Scan the listing below. Return every line containing the string "receiver".

(Provided entries Opens)

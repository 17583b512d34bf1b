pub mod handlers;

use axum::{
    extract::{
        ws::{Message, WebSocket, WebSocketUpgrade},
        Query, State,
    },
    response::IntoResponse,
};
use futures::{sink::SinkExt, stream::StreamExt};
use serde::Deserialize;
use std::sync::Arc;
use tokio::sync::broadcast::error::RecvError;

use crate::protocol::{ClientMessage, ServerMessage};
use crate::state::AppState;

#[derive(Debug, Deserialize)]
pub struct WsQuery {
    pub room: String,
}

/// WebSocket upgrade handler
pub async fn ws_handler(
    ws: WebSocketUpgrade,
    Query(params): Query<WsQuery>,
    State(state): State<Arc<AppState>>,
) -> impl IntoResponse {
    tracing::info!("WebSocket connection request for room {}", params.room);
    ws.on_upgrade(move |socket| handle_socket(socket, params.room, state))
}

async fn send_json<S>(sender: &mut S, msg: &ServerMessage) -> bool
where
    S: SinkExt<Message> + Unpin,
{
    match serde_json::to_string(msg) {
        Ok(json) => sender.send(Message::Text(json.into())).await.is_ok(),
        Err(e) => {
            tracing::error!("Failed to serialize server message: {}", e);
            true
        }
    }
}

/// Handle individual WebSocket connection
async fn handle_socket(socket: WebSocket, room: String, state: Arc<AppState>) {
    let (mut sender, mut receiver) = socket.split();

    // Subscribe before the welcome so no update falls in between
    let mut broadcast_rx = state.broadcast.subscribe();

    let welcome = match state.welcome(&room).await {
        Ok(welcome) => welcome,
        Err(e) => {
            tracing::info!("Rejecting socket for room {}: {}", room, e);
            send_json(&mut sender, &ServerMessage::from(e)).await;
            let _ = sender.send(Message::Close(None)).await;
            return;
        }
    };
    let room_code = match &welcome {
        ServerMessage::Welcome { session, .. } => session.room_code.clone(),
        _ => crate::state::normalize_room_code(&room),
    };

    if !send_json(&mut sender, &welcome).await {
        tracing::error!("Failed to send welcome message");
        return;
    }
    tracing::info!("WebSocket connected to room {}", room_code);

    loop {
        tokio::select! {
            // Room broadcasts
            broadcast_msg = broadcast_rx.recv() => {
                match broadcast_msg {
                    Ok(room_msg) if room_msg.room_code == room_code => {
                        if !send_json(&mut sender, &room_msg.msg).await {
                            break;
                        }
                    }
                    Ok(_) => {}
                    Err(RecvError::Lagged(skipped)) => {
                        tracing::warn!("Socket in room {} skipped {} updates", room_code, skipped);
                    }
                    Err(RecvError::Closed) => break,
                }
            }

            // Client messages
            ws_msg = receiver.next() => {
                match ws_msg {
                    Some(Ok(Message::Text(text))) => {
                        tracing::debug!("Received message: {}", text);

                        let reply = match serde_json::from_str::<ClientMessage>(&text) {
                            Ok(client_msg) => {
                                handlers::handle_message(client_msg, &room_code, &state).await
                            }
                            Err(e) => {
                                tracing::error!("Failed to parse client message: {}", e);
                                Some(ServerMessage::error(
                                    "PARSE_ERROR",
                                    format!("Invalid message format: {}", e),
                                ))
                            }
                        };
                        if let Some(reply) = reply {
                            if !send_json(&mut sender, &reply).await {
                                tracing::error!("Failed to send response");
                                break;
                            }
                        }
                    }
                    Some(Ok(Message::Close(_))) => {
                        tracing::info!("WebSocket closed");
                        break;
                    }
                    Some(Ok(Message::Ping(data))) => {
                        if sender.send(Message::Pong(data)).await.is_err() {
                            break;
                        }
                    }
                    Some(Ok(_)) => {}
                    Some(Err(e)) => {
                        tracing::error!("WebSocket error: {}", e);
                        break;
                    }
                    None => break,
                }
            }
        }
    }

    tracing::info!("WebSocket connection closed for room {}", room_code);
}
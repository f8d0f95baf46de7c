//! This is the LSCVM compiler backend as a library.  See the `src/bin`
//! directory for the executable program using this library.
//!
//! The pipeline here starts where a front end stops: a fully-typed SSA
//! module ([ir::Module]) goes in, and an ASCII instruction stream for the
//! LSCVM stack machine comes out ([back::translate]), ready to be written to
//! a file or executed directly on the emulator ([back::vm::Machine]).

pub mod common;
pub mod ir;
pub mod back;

(Provided entries Closes)

• Task solution:
    let (mut sender, mut receiver) = socket.split();
            ws_msg = receiver.next() => {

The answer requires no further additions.